*Stored items*.
══════

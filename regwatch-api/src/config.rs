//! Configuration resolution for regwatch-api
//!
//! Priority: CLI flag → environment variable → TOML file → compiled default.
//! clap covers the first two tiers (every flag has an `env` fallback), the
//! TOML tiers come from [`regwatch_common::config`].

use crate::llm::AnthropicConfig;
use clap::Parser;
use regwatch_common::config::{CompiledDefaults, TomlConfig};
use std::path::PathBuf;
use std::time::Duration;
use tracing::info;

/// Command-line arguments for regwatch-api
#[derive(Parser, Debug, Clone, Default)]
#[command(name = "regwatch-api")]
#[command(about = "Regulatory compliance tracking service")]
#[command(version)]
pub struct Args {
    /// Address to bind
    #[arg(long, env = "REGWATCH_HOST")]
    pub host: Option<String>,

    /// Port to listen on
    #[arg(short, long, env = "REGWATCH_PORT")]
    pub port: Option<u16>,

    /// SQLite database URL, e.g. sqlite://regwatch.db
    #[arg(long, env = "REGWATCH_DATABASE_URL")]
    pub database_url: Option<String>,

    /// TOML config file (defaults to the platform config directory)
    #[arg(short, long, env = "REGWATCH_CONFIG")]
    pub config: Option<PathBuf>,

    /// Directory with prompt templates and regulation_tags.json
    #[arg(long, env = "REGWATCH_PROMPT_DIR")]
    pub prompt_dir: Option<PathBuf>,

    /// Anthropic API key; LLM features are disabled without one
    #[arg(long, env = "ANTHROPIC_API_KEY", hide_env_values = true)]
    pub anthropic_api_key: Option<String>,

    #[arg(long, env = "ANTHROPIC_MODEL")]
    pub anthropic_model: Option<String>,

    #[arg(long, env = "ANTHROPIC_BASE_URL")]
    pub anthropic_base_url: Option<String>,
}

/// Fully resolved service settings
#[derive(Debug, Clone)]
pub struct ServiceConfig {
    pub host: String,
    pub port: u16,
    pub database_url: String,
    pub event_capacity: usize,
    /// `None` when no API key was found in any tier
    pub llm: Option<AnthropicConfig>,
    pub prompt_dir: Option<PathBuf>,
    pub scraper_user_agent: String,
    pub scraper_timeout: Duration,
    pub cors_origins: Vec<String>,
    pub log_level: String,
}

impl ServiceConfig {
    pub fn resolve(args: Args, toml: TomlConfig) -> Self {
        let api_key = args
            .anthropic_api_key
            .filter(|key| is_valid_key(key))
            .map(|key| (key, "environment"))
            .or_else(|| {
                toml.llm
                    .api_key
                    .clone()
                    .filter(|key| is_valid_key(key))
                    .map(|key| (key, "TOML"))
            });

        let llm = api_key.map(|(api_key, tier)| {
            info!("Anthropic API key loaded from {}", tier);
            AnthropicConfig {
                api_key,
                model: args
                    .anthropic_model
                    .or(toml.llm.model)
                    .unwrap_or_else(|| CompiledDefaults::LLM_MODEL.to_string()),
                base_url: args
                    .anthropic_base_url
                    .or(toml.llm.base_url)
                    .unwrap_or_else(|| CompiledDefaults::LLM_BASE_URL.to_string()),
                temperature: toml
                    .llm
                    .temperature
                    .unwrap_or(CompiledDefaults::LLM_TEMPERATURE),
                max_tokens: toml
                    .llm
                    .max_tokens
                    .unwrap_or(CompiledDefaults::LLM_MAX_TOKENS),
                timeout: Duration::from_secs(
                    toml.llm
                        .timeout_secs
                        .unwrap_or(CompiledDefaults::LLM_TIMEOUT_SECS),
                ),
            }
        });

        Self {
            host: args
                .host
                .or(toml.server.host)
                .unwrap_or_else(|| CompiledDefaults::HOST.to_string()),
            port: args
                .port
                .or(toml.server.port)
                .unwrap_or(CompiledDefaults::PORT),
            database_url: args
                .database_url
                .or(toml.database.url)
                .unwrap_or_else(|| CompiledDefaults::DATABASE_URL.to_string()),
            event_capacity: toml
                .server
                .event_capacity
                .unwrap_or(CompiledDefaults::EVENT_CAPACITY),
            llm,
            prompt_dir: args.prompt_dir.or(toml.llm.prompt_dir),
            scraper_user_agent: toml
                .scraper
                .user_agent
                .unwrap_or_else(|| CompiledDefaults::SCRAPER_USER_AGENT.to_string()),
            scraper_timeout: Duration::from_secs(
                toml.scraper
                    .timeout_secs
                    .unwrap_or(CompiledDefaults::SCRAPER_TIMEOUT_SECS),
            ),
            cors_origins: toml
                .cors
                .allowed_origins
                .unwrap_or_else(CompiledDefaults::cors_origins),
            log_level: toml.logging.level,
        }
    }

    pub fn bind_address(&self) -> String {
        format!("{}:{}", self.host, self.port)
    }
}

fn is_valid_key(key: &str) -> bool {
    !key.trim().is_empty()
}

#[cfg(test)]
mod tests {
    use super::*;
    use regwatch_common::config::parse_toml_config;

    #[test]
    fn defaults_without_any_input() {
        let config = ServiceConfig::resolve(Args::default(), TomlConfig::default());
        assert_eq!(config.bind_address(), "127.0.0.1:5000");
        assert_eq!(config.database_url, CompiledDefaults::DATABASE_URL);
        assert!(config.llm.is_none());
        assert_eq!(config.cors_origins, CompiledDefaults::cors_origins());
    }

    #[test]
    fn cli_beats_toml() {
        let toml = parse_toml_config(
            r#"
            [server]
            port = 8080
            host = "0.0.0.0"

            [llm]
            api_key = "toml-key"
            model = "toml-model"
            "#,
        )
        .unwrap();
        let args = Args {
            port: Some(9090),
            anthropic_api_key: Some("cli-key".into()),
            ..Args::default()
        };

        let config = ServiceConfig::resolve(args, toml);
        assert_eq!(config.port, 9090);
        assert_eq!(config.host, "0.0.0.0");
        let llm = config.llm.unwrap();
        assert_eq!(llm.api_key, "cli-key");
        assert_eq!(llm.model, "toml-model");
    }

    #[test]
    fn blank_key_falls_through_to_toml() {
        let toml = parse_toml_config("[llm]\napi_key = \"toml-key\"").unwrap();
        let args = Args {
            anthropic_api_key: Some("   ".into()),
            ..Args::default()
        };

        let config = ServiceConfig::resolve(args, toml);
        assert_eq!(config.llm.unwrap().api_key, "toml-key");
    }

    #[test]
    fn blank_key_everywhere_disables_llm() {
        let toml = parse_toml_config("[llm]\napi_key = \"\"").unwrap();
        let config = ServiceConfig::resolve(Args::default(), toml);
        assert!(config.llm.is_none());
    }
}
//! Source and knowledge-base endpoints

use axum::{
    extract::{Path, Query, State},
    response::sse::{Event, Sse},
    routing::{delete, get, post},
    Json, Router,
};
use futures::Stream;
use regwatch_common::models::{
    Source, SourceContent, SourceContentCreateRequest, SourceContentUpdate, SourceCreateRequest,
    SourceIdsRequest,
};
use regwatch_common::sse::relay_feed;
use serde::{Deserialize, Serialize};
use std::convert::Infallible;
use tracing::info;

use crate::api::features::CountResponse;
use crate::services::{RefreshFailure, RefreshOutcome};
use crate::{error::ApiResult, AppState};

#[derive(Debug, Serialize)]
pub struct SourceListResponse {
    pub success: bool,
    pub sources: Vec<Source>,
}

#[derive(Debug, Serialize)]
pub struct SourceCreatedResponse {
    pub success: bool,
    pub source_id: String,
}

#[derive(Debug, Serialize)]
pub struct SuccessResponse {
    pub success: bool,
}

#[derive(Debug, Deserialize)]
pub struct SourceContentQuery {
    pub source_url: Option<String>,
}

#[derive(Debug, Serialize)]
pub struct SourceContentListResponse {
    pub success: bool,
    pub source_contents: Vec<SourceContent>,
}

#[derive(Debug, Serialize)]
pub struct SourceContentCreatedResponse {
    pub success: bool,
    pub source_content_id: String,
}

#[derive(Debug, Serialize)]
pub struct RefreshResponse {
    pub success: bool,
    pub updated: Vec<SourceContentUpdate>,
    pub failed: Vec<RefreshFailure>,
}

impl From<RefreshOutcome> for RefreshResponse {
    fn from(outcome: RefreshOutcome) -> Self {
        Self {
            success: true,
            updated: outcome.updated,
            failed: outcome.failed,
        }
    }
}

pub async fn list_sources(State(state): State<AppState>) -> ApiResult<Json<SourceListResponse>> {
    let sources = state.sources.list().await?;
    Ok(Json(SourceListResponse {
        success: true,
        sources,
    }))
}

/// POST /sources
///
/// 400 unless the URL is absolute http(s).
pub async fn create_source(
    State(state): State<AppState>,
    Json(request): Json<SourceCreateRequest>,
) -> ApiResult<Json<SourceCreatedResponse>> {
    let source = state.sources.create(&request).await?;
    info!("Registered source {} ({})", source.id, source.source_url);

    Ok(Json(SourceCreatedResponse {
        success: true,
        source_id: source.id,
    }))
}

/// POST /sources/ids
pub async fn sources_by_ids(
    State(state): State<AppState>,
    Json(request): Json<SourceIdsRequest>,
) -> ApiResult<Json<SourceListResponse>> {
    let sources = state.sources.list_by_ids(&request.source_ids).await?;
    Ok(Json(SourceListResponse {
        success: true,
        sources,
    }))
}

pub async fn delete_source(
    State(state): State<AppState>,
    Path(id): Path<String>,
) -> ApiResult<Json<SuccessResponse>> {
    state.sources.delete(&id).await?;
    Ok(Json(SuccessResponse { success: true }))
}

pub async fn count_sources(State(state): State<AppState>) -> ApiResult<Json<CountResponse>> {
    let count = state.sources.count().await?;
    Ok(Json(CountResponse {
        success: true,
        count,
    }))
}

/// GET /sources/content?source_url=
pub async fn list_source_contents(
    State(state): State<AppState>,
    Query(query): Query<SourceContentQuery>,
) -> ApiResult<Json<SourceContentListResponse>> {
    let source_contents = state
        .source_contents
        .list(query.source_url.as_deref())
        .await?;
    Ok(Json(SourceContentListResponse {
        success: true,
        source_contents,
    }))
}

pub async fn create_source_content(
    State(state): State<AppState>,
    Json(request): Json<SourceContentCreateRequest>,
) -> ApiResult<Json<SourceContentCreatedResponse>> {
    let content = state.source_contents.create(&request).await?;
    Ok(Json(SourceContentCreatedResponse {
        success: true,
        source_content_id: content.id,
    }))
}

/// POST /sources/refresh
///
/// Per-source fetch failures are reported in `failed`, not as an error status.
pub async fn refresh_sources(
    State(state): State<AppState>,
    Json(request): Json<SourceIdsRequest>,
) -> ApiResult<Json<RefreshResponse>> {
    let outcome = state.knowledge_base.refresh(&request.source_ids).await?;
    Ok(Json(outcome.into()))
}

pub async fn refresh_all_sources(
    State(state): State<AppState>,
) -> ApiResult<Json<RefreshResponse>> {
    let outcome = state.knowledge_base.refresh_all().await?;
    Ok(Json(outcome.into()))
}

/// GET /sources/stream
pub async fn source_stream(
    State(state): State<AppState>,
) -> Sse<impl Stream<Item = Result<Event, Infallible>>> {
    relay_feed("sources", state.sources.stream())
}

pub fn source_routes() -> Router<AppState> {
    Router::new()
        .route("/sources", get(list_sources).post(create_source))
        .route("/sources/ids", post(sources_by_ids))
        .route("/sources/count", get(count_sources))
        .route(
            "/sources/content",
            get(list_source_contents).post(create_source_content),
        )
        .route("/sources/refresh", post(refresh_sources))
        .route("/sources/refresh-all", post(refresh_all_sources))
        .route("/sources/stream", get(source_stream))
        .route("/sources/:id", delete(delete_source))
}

══════

Copy out the data above word for word, starting at its first line and ending with the line that contains "in any tier".

filename regwatch-api/src/config.rs
//! Configuration resolution for regwatch-api
//!
//! Priority: CLI flag → environment variable → TOML file → compiled default.
//! clap covers the first two tiers (every flag has an `env` fallback), the
//! TOML tiers come from [`regwatch_common::config`].

use crate::llm::AnthropicConfig;
use clap::Parser;
use regwatch_common::config::{CompiledDefaults, TomlConfig};
use std::path::PathBuf;
use std::time::Duration;
use tracing::info;

/// Command-line arguments for regwatch-api
#[derive(Parser, Debug, Clone, Default)]
#[command(name = "regwatch-api")]
#[command(about = "Regulatory compliance tracking service")]
#[command(version)]
pub struct Args {
    /// Address to bind
    #[arg(long, env = "REGWATCH_HOST")]
    pub host: Option<String>,

    /// Port to listen on
    #[arg(short, long, env = "REGWATCH_PORT")]
    pub port: Option<u16>,

    /// SQLite database URL, e.g. sqlite://regwatch.db
    #[arg(long, env = "REGWATCH_DATABASE_URL")]
    pub database_url: Option<String>,

    /// TOML config file (defaults to the platform config directory)
    #[arg(short, long, env = "REGWATCH_CONFIG")]
    pub config: Option<PathBuf>,

    /// Directory with prompt templates and regulation_tags.json
    #[arg(long, env = "REGWATCH_PROMPT_DIR")]
    pub prompt_dir: Option<PathBuf>,

    /// Anthropic API key; LLM features are disabled without one
    #[arg(long, env = "ANTHROPIC_API_KEY", hide_env_values = true)]
    pub anthropic_api_key: Option<String>,

    #[arg(long, env = "ANTHROPIC_MODEL")]
    pub anthropic_model: Option<String>,

    #[arg(long, env = "ANTHROPIC_BASE_URL")]
    pub anthropic_base_url: Option<String>,
}

/// Fully resolved service settings
#[derive(Debug, Clone)]
pub struct ServiceConfig {
    pub host: String,
    pub port: u16,
    pub database_url: String,
    pub event_capacity: usize,
    /// `None` when no API key was found in any tier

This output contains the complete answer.